Он лишь пожал плечами, как бы отмахиваясь от вопроса настолько пустого, что на него и отвечать не стоит. И только тут я заметил, какие у него набрякшие веки, какая тяжелая складка врезана в переносицу. Сквозь его простоватость вдруг проступил совсем другой человек, как из-под грима коверного рыжего иногда проглядывает маска трагического актера, смертельно уставшего от бесконечного фарса, в котором ему выпало играть роль.
— Сколько вам лет, Константин Дмитриевич? — спросил я.
— Дядя Костя, — поправил он. — Привыкай.
— Сколько вам лет, дядя Костя?
— На одну войну больше, чем тебе. На Афган.
И тогда я задал вопрос, который, возможно, задавать не следовало:
— Зачем вам все это нужно? Мы влезли в это дело по дурости, и теперь уже придется идти до конца. А вам-то это зачем? Если хотите, можете не отвечать, — добавил я.
— Почему? Отвечу, — сказал генерал Голубков. — Все очень просто, Серега. Через год моему парню идти в армию. Младшему, Саньке. Я не хочу, чтобы он воевал в Прибалтике. Я хочу, чтобы он не воевал нигде. Я за него навоевался. Мы с тобой, Серега, навоевались. Хватит.

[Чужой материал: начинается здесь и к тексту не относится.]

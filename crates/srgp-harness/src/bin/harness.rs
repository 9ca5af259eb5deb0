//! CLI entrypoint for the SRGP simulation harness.

use std::path::{Path, PathBuf};

use clap::{Args, Parser, Subcommand};
use srgp_engine::{MechanismKind, MtpConfig};
use srgp_harness::structured_log::{ArtifactIndex, LogEmitter};
use srgp_harness::{
    HarnessError, SimulationParams, SimulationReport, simulate_adversary, simulate_null,
};
use tracing_subscriber::EnvFilter;

/// Monte Carlo tooling for the SRGP multiple-testing engine.
#[derive(Debug, Parser)]
#[command(name = "srgp-harness")]
#[command(about = "Family-wise error simulations for sequential model-update testing")]
struct Cli {
    #[command(subcommand)]
    command: Command,
}

#[derive(Debug, Subcommand)]
enum Command {
    /// Simulate i.i.d. null candidates and report the empirical FWER.
    SimulateNull(SimulateArgs),
    /// Simulate a developer adaptively reusing one held-out set.
    SimulateAdversary(SimulateArgs),
    /// Print the effective configuration (defaults, `--config`, then `SRGP_*`).
    ShowConfig {
        /// Optional JSON config file.
        #[arg(long)]
        config: Option<PathBuf>,
    },
}

#[derive(Debug, Args)]
struct SimulateArgs {
    /// Mechanism (`graphical_ffs`, `graphical_bonf`, `bonferroni`, `binary`, `graphical_par`).
    #[arg(long, default_value = "graphical_ffs")]
    mechanism: String,
    /// Decisions per run.
    #[arg(long, default_value_t = 20)]
    queries: usize,
    /// Monte Carlo repetitions.
    #[arg(long, default_value_t = 1000)]
    reps: usize,
    /// Held-out units per candidate.
    #[arg(long, default_value_t = 100)]
    units: usize,
    /// Data-generator seed.
    #[arg(long, default_value_t = 0)]
    seed: u64,
    /// Optional JSON config file.
    #[arg(long)]
    config: Option<PathBuf>,
    /// Structured JSONL log path.
    #[arg(long)]
    log: Option<PathBuf>,
    /// Output report path (if omitted, prints to stdout).
    #[arg(long)]
    output: Option<PathBuf>,
}

fn load_config(path: Option<&Path>) -> Result<MtpConfig, HarnessError> {
    let base = match path {
        None => MtpConfig::default(),
        Some(path) => {
            let raw = std::fs::read_to_string(path).map_err(|source| HarnessError::Read {
                path: path.to_path_buf(),
                source,
            })?;
            serde_json::from_str(&raw).map_err(|source| HarnessError::Json {
                path: path.to_path_buf(),
                source,
            })?
        }
    };
    Ok(base.from_env()?)
}

fn write_output(path: Option<&Path>, body: &str) -> Result<(), HarnessError> {
    match path {
        Some(path) => {
            std::fs::write(path, body).map_err(|source| HarnessError::Write {
                path: path.to_path_buf(),
                source,
            })?;
            eprintln!("Wrote report to {}", path.display());
        }
        None => println!("{body}"),
    }
    Ok(())
}

type Simulator = fn(
    MtpConfig,
    MechanismKind,
    SimulationParams,
    Option<&mut LogEmitter>,
) -> Result<SimulationReport, HarnessError>;

fn run_simulation(args: SimulateArgs, simulate: Simulator) -> Result<(), HarnessError> {
    let config = load_config(args.config.as_deref())?;
    let kind = MechanismKind::from_str_loose(&args.mechanism)?;
    let params = SimulationParams {
        queries: args.queries,
        reps: args.reps,
        units: args.units,
        seed: args.seed,
    };
    let run_id = format!("{kind}-s{}", args.seed);

    let mut emitter = match &args.log {
        Some(path) => Some(LogEmitter::to_file(path, &run_id).map_err(|source| {
            HarnessError::Write {
                path: path.clone(),
                source,
            }
        })?),
        None => None,
    };
    let report = simulate(config, kind, params, emitter.as_mut())?;
    drop(emitter);

    let body = serde_json::to_string_pretty(&report)?;
    write_output(args.output.as_deref(), &body)?;

    eprintln!(
        "{} over {} runs: FWER {:.4} (upper {:.4}), {:.3} approvals/run",
        report.mechanism,
        report.params.reps,
        report.empirical_fwer,
        report.fwer_upper_bound,
        report.mean_approvals,
    );

    if let (Some(log), Some(output)) = (&args.log, &args.output) {
        let mut index = ArtifactIndex::new(run_id);
        for (path, kind) in [(log, "jsonl_log"), (output, "simulation_report")] {
            index.add_file(path, kind).map_err(|source| HarnessError::Read {
                path: path.clone(),
                source,
            })?;
        }
        let index_path = output.with_extension("artifacts.json");
        std::fs::write(&index_path, index.to_json()?).map_err(|source| HarnessError::Write {
            path: index_path.clone(),
            source,
        })?;
        eprintln!("Wrote artifact index to {}", index_path.display());
    }
    Ok(())
}

fn main() -> Result<(), Box<dyn std::error::Error>> {
    let filter = EnvFilter::try_from_default_env()
        .unwrap_or_else(|_| EnvFilter::new("srgp_engine=warn,srgp_harness=info"));
    tracing_subscriber::fmt()
        .with_env_filter(filter)
        .with_writer(std::io::stderr)
        .init();

    let cli = Cli::parse();
    match cli.command {
        Command::SimulateNull(args) => run_simulation(args, simulate_null)?,
        Command::SimulateAdversary(args) => run_simulation(args, simulate_adversary)?,
        Command::ShowConfig { config } => {
            let config = load_config(config.as_deref())?;
            println!("{}", serde_json::to_string_pretty(&config)?);
        }
    }
    Ok(())
}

И вдруг я понял, с чего я так завелся в посольстве и почему этот завод не отпускает меня даже сейчас.
Как же я ненавижу этот бульдозер, который называет себя государством. Как же я ненавижу всех этих чиновных валуев, которые от имени государства берут на себя право говорить и решать за меня. Начинать войны за меня. Вести их до победного конца. Как же я ненавижу их вдохновенную готовность оплачивать победный конец тысячами жизней. Чужих, понятное дело, чужих. Не своих.
Суки!
Перед тем, как выйти из здания морского вокзала в штормовую балтийскую ночь, Голубков напомнил:
— А Дока сегодня же вызывай. Если люди Янсена успеют убрать этих солдат, вы окажетесь на крючке, с которого не сорваться.
— Придется, — согласился я. — Хотя и досадно. Хотелось бы узнать, что там произошло.
— Узнаешь, — пообещал он.
— Вы хотите сказать, что архивное дело Альфонса Ребане нашли?
— Нашли. По словесному портрету. По совокупности признаков. Но не всех. Только четырех. Рост. Телосложение. Цвет волос. Цвет глаз.
— В деле была его подписка о сотрудничестве с НКВД?
— Да, была.
— Так чего вы ждете? — заорал я. — Ее нужно немедленно опубликовать! Вместе со сводными данными о деятельности разведшколы. И вся Эстония будет до посинения спорить, Штирлиц Альфонс Ребане или не Штирлиц. Национал-патриоты отменят похороны. А это нам сейчас и нужно!
— Не знаю, нужно ли это делать, — проговорил Голубков. — Не уверен, Серега. Совсем не уверен.
— Почему?
— Мы искали архивное дело Альфонса Ребане среди заключенных, поступивших во внутреннюю тюрьму Лубянки в сентябре пятьдесят первого года. И найти не смогли.
— Но все же нашли?
— Да, нашли. Его привезли на Лубянку не в сентябре пятьдесят первого года. Его привезли в мае сорок пятого года. Понимаешь, что это значит?
— Нет.
— Это значит, что Альфонс Ребане не был агентом НКВД.